Calcium stones account for 70-80% of all renal stones. Approximately 40-50% of patients with calcium stones have hypercalciuria. Forty percent of these patients have idiopathic hypercalciuria, 5% have primary hyperparathyroidism, and 3% have renal calcium acidosis. Other causes of hypercalciuria include excess vitamin D, calcium, and alkali intake, sarcoidosis, Cushing's syndrome, hyperthyroidism, Paget's disease, and immobilization.

Increased excretion of calcium in the urine is observed in hypercalcemia associated with malignant neoplasms, osteoporosis, dysfunction of the proximal tubules, and the use of diuretics (furosemide, ethacrynic acid).

The most common disorder in nephrolithiasis is idiopathic hypercalciuria. It is a heterogeneous disorder associated with increased urinary calcium excretion due to intestinal hyperabsorption (absorptive hypercalciuria) or decreased renal tubular calcium reabsorption (renal loss). Absorptive hypercalciuria may occur in a primary intestinal abnormality with hyperabsorption due to increased intestinal reactivity to calcitriol (type I) or increased serum calcitriol levels (type II). Increased calcitriol levels may cause renal phosphate loss, which will subsequently result in decreased serum inorganic phosphorus, increased calcitriol production, increased intestinal calcium absorption, increased serum calcium concentrations, and hypercalciuria (type III). Primary renal calcium loss impairs tubular reabsorption and may also cause hypercalciuria (renal hypercalciuria). Idiopathic hypercalciuria can be hereditary.

The serum inorganic phosphorus concentration is decreased in absorptive hypercalciuria type III due to the primary loss of phosphate through the kidneys. The PTH concentration increases in renal hypercalciuria because the primary disorder is a decrease in calcium reabsorption, which causes relative hypocalcemia and stimulates the release of PTH according to the principle of negative feedback. In absorptive hypercalciuria type II, the calcium content in the daily urine is normal, as in patients on a calcium-restricted diet (400 mg per day), because the absorption excess is not so significant. Nevertheless, the amount of calcium in the daily urine with calcium restriction in absorptive hypercalciuria types I and III, renal hypercalciuria remains high. Normal daily urinary calcium excretion with calcium restriction in food to 400 mg per day is less than 200 mg/day.
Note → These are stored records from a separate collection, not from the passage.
//! Place-name queries and the coordinates they resolve to.

use thiserror::Error;

use crate::ProviderError;

/// Longest accepted place-name query, in characters.
pub const MAX_QUERY_CHARS: usize = 256;

/// A WGS84 position in decimal degrees.
///
/// Fields are public for cheap construction by providers; use
/// [`Coordinate::new`] or [`Coordinate::validate`] wherever the values come
/// from outside the engine.
///
/// # Examples
///
/// ```
/// use wayfinder_core::Coordinate;
///
/// let mumbai = Coordinate::new(19.076, 72.877)?;
/// assert_eq!(mumbai.lat, 19.076);
/// assert!(Coordinate::new(91.0, 0.0).is_err());
/// # Ok::<(), wayfinder_core::CoordinateError>(())
/// ```
#[derive(Debug, Clone, Copy, PartialEq)]
#[cfg_attr(feature = "serde", derive(serde::Serialize, serde::Deserialize))]
pub struct Coordinate {
    /// Latitude in `-90.0..=90.0`.
    pub lat: f64,
    /// Longitude in `-180.0..=180.0`.
    pub lon: f64,
}

/// Errors returned by [`Coordinate::new`] and [`Coordinate::validate`].
#[derive(Debug, Clone, Copy, PartialEq, Error)]
pub enum CoordinateError {
    /// Latitude or longitude was NaN or infinite.
    #[error("coordinate ({lat}, {lon}) is not finite")]
    NonFinite {
        /// Offending latitude.
        lat: f64,
        /// Offending longitude.
        lon: f64,
    },
    /// Latitude was outside `-90.0..=90.0`.
    #[error("latitude {0} is outside -90..=90")]
    LatitudeOutOfRange(f64),
    /// Longitude was outside `-180.0..=180.0`.
    #[error("longitude {0} is outside -180..=180")]
    LongitudeOutOfRange(f64),
}

impl Coordinate {
    /// Validate and construct a coordinate.
    pub fn new(lat: f64, lon: f64) -> Result<Self, CoordinateError> {
        let coord = Self { lat, lon };
        coord.validate()?;
        Ok(coord)
    }

    /// Check that both components are finite and in range.
    pub fn validate(&self) -> Result<(), CoordinateError> {
        if !self.lat.is_finite() || !self.lon.is_finite() {
            return Err(CoordinateError::NonFinite {
                lat: self.lat,
                lon: self.lon,
            });
        }
        if !(-90.0..=90.0).contains(&self.lat) {
            return Err(CoordinateError::LatitudeOutOfRange(self.lat));
        }
        if !(-180.0..=180.0).contains(&self.lon) {
            return Err(CoordinateError::LongitudeOutOfRange(self.lon));
        }
        Ok(())
    }
}

/// A free-text place name with an optional country or region hint.
///
/// Queries are immutable once built. Two queries that differ only in case
/// or surrounding whitespace share a [`cache_key`](Self::cache_key).
///
/// # Examples
///
/// ```
/// use wayfinder_core::LocationQuery;
///
/// let query = LocationQuery::new("  Mumbai ").with_hint("India");
/// assert_eq!(query.search_text(), "Mumbai, India");
/// assert_eq!(query.cache_key(), "mumbai|india");
/// ```
#[derive(Debug, Clone, PartialEq, Eq)]
pub struct LocationQuery {
    text: String,
    hint: Option<String>,
}

impl LocationQuery {
    /// Build a query for `text` with no hint.
    #[must_use]
    pub fn new(text: impl Into<String>) -> Self {
        Self {
            text: text.into(),
            hint: None,
        }
    }

    /// Attach a country or region hint. Blank hints are ignored.
    #[must_use]
    pub fn with_hint(self, hint: impl Into<String>) -> Self {
        let raw: String = hint.into();
        let trimmed = raw.trim();
        Self {
            hint: (!trimmed.is_empty()).then(|| trimmed.to_owned()),
            ..self
        }
    }

    /// Build a query from an optional hint, as received from callers.
    #[must_use]
    pub fn from_parts(text: impl Into<String>, hint: Option<&str>) -> Self {
        let query = Self::new(text);
        match hint {
            Some(value) => query.with_hint(value),
            None => query,
        }
    }

    /// The place name exactly as supplied.
    #[must_use]
    pub fn text(&self) -> &str {
        &self.text
    }

    /// The country or region hint, if any.
    #[must_use]
    pub fn hint(&self) -> Option<&str> {
        self.hint.as_deref()
    }

    /// Text sent to providers: the trimmed name followed by `", <hint>"`,
    /// unless the name already ends with the hint.
    #[must_use]
    pub fn search_text(&self) -> String {
        let text = collapse_whitespace(&self.text);
        match &self.hint {
            Some(hint) if !ends_with_segment(&text, hint) => format!("{text}, {hint}"),
            _ => text,
        }
    }

    /// Normalised key for result caching and single-flight collapsing.
    ///
    /// Lowercased, trimmed, whitespace collapsed, hint appended after `|`.
    #[must_use]
    pub fn cache_key(&self) -> String {
        let text = normalise(&self.text);
        match &self.hint {
            Some(hint) => format!("{text}|{}", normalise(hint)),
            None => text,
        }
    }

    /// Reject queries no provider could answer.
    ///
    /// # Errors
    ///
    /// Returns an [`ErrorKind::InvalidInput`](crate::ErrorKind::InvalidInput)
    /// error when the text is blank or longer than [`MAX_QUERY_CHARS`].
    pub fn validate(&self) -> Result<(), ProviderError> {
        let trimmed = self.text.trim();
        if trimmed.is_empty() {
            return Err(ProviderError::invalid_input("location text is empty"));
        }
        let chars = trimmed.chars().count();
        if chars > MAX_QUERY_CHARS {
            return Err(ProviderError::invalid_input(format!(
                "location text has {chars} characters, limit is {MAX_QUERY_CHARS}"
            )));
        }
        Ok(())
    }
}

fn collapse_whitespace(value: &str) -> String {
    value.split_whitespace().collect::<Vec<_>>().join(" ")
}

fn normalise(value: &str) -> String {
    collapse_whitespace(value).to_lowercase()
}

/// Whether the last comma-separated segment of `text` already names `hint`.
fn ends_with_segment(text: &str, hint: &str) -> bool {
    text.rsplit(',')
        .next()
        .is_some_and(|last| normalise(last) == normalise(hint))
}

#[cfg(test)]
mod tests {
    use super::*;
    use crate::ErrorKind;
    use rstest::rstest;

    #[rstest]
    #[case(0.0, 0.0)]
    #[case(90.0, 180.0)]
    #[case(-90.0, -180.0)]
    #[case(19.076, 72.877)]
    fn accepts_in_range_coordinates(#[case] lat: f64, #[case] lon: f64) {
        assert!(Coordinate::new(lat, lon).is_ok());
    }

    #[rstest]
    #[case(f64::NAN, 0.0)]
    #[case(0.0, f64::INFINITY)]
    #[case(f64::NEG_INFINITY, 0.0)]
    fn rejects_non_finite_coordinates(#[case] lat: f64, #[case] lon: f64) {
        let err = Coordinate::new(lat, lon).expect_err("non-finite should fail");
        assert!(matches!(err, CoordinateError::NonFinite { .. }));
    }

    #[rstest]
    fn rejects_out_of_range_components() {
        assert_eq!(
            Coordinate::new(90.5, 0.0),
            Err(CoordinateError::LatitudeOutOfRange(90.5))
        );
        assert_eq!(
            Coordinate::new(0.0, -180.5),
            Err(CoordinateError::LongitudeOutOfRange(-180.5))
        );
    }

    #[rstest]
    #[case("Mumbai", None, "mumbai")]
    #[case("  MUMBAI  ", None, "mumbai")]
    #[case("New   Delhi", Some("IN"), "new delhi|in")]
    #[case("Pune", Some("  "), "pune")]
    fn cache_key_is_normalised(
        #[case] text: &str,
        #[case] hint: Option<&str>,
        #[case] expected: &str,
    ) {
        assert_eq!(LocationQuery::from_parts(text, hint).cache_key(), expected);
    }

    #[rstest]
    fn differently_cased_queries_share_a_key() {
        let a = LocationQuery::new("Mumbai, India");
        let b = LocationQuery::new(" mumbai,  INDIA ");
        assert_eq!(a.cache_key(), b.cache_key());
    }

    #[rstest]
    #[case("Nagpur", Some("India"), "Nagpur, India")]
    #[case("Mumbai, India", Some("india"), "Mumbai, India")]
    #[case("  Surat ", None, "Surat")]
    #[case("Berlin", Some("IN"), "Berlin, IN")]
    #[case("Kochi, Kerala, IN", Some("in"), "Kochi, Kerala, IN")]
    #[case("Pune, Maharashtra India", Some("India"), "Pune, Maharashtra India, India")]
    fn search_text_appends_hint_once(
        #[case] text: &str,
        #[case] hint: Option<&str>,
        #[case] expected: &str,
    ) {
        assert_eq!(LocationQuery::from_parts(text, hint).search_text(), expected);
    }

    #[rstest]
    #[case("")]
    #[case("   ")]
    fn blank_text_is_invalid(#[case] text: &str) {
        let err = LocationQuery::new(text)
            .validate()
            .expect_err("blank text should fail");
        assert_eq!(err.kind(), ErrorKind::InvalidInput);
    }

    #[rstest]
    fn overlong_text_is_invalid() {
        let err = LocationQuery::new("x".repeat(MAX_QUERY_CHARS + 1))
            .validate()
            .expect_err("long text should fail");
        assert_eq!(err.kind(), ErrorKind::InvalidInput);
    }
}
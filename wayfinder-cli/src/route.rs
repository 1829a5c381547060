//! Route command implementation for the Wayfinder CLI.

use std::io::Write;
use std::str::FromStr;

use clap::Parser;
use ortho_config::{OrthoConfig, SubcmdConfigMerge};
use serde::{Deserialize, Serialize};
use wayfinder_core::{Coordinate, Operation, RouteQuery, VehicleProfile};
use wayfinder_resolver::CallContext;

use crate::providers::{
    EngineFactory, EnginePlan, ProviderSettings, default_routers, parse_provider_list,
};
use crate::{
    ARG_GRAPHHOPPER_KEY, ARG_GRAPHHOPPER_URL, ARG_MAX_ATTEMPTS, ARG_OSRM_URL, ARG_ROUTE_FROM,
    ARG_ROUTE_TO, ARG_ROUTE_VEHICLE, ARG_ROUTERS, ARG_TIMEOUT_SECS, CliError,
    ENV_ROUTE_FROM, ENV_ROUTE_GRAPHHOPPER_KEY, ENV_ROUTE_TO, write_json,
};

/// CLI arguments for the `route` subcommand.
#[derive(Debug, Clone, Parser, Deserialize, Serialize, OrthoConfig, Default)]
#[command(
    long_about = "Compute road distance and travel time between two \
                 coordinates given as LAT,LON. Routers are tried in the \
                 configured order; the great-circle estimate can close the \
                 list as a last resort.",
    about = "Compute distance and duration between two coordinates"
)]
#[ortho_config(prefix = "WAYFINDER")]
pub(crate) struct RouteArgs {
    /// Origin as LAT,LON, e.g. "19.076,72.877".
    #[arg(long = ARG_ROUTE_FROM, value_name = "lat,lon", allow_hyphen_values = true)]
    #[serde(default)]
    pub(crate) from: Option<String>,
    /// Destination as LAT,LON.
    #[arg(long = ARG_ROUTE_TO, value_name = "lat,lon", allow_hyphen_values = true)]
    #[serde(default)]
    pub(crate) to: Option<String>,
    /// Vehicle profile (car or truck).
    #[arg(long = ARG_ROUTE_VEHICLE, value_name = "profile")]
    #[serde(default)]
    pub(crate) vehicle: Option<String>,
    /// Comma-separated routers in fallback order (graphhopper, osrm, estimate).
    #[arg(long = ARG_ROUTERS, value_name = "list")]
    #[serde(default)]
    pub(crate) routers: Option<String>,
    /// GraphHopper API key.
    #[arg(long = ARG_GRAPHHOPPER_KEY, value_name = "key")]
    #[serde(default)]
    pub(crate) graphhopper_key: Option<String>,
    /// Override the GraphHopper base URL.
    #[arg(long = ARG_GRAPHHOPPER_URL, value_name = "url")]
    #[serde(default)]
    pub(crate) graphhopper_url: Option<String>,
    /// Override the OSRM base URL.
    #[arg(long = ARG_OSRM_URL, value_name = "url")]
    #[serde(default)]
    pub(crate) osrm_url: Option<String>,
    /// Attempts per provider before falling back.
    #[arg(long = ARG_MAX_ATTEMPTS, value_name = "n")]
    #[serde(default)]
    pub(crate) max_attempts: Option<u32>,
    /// Overall time budget in seconds.
    #[arg(long = ARG_TIMEOUT_SECS, value_name = "secs")]
    #[serde(default)]
    pub(crate) timeout_secs: Option<u64>,
}

impl RouteArgs {
    pub(crate) fn into_config(self) -> Result<RouteConfig, CliError> {
        let merged = self.load_and_merge().map_err(CliError::Configuration)?;
        RouteConfig::try_from(merged)
    }
}

/// Resolved `route` command configuration.
#[derive(Debug, Clone, PartialEq)]
pub(crate) struct RouteConfig {
    /// Query handed to the engine.
    pub(crate) query: RouteQuery,
    /// Providers to assemble.
    pub(crate) plan: EnginePlan,
}

impl TryFrom<RouteArgs> for RouteConfig {
    type Error = CliError;

    fn try_from(args: RouteArgs) -> Result<Self, Self::Error> {
        let from = args.from.ok_or(CliError::MissingArgument {
            field: ARG_ROUTE_FROM,
            env: ENV_ROUTE_FROM,
        })?;
        let to = args.to.ok_or(CliError::MissingArgument {
            field: ARG_ROUTE_TO,
            env: ENV_ROUTE_TO,
        })?;
        let origin = parse_coordinate(&from, ARG_ROUTE_FROM)?;
        let destination = parse_coordinate(&to, ARG_ROUTE_TO)?;
        let vehicle = match args.vehicle.as_deref() {
            Some(raw) => VehicleProfile::from_str(raw)?,
            None => VehicleProfile::default(),
        };

        let settings = ProviderSettings {
            graphhopper_key: args.graphhopper_key,
            graphhopper_url: args.graphhopper_url,
            nominatim_url: None,
            osrm_url: args.osrm_url,
            max_attempts: args.max_attempts,
            timeout_secs: args.timeout_secs,
        };
        let routers = match args.routers.as_deref() {
            Some(raw) => parse_provider_list(raw, ARG_ROUTERS, Operation::Route)?,
            None => default_routers(settings.has_graphhopper_key()),
        };
        settings.require_graphhopper_key(&routers, ENV_ROUTE_GRAPHHOPPER_KEY)?;

        Ok(Self {
            query: RouteQuery::new(origin, destination).with_vehicle(vehicle),
            plan: EnginePlan {
                geocoders: Vec::new(),
                routers,
                settings,
            },
        })
    }
}

/// Parse `LAT,LON` into a validated coordinate.
pub(crate) fn parse_coordinate(raw: &str, field: &'static str) -> Result<Coordinate, CliError> {
    let invalid = |reason: String| CliError::InvalidCoordinate {
        field,
        value: raw.to_owned(),
        reason,
    };
    let (lat_text, lon_text) = raw
        .split_once(',')
        .ok_or_else(|| invalid("expected LAT,LON".to_owned()))?;
    let lat: f64 = lat_text
        .trim()
        .parse()
        .map_err(|err| invalid(format!("latitude: {err}")))?;
    let lon: f64 = lon_text
        .trim()
        .parse()
        .map_err(|err| invalid(format!("longitude: {err}")))?;
    Coordinate::new(lat, lon).map_err(|err| invalid(err.to_string()))
}

pub(crate) async fn run_route_with(
    args: RouteArgs,
    factory: &dyn EngineFactory,
    writer: &mut dyn Write,
) -> Result<(), CliError> {
    let config = args.into_config()?;
    execute_route(&config, factory, writer).await
}

pub(crate) async fn execute_route(
    config: &RouteConfig,
    factory: &dyn EngineFactory,
    writer: &mut dyn Write,
) -> Result<(), CliError> {
    let engine = factory.build(&config.plan)?;
    let resolution = engine
        .compute_route_with(&config.query, &CallContext::new())
        .await?;
    write_json(writer, &resolution)
}

#[cfg(test)]
pub(crate) fn config_from_layers_for_test(
    layers: Vec<ortho_config::MergeLayer<'static>>,
) -> Result<RouteConfig, CliError> {
    let merged = RouteArgs::merge_from_layers(layers).map_err(CliError::from)?;
    RouteConfig::try_from(merged)
}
The normal fasting urinary calcium concentration is less than 0.11 mg/100 ml SCF. The normal urinary calcium to creatinine ratio is less than 0.2 after taking 1 g of calcium as a load.

Determining the type of idiopathic hypercalciuria is important for selecting adequate drug therapy for kidney stone disease.

Hypocalciuria - a decrease in the concentration of calcium in the urine - occurs with nephritis, severe hypoparathyroidism, hypovitaminosis D, and hypothyroidism.

Urine calcium testing is essential for diagnosing familial hypercalcemia-hypocalciuria, in which urinary calcium excretion is less than 5 mmol/day in the presence of hypercalcemia.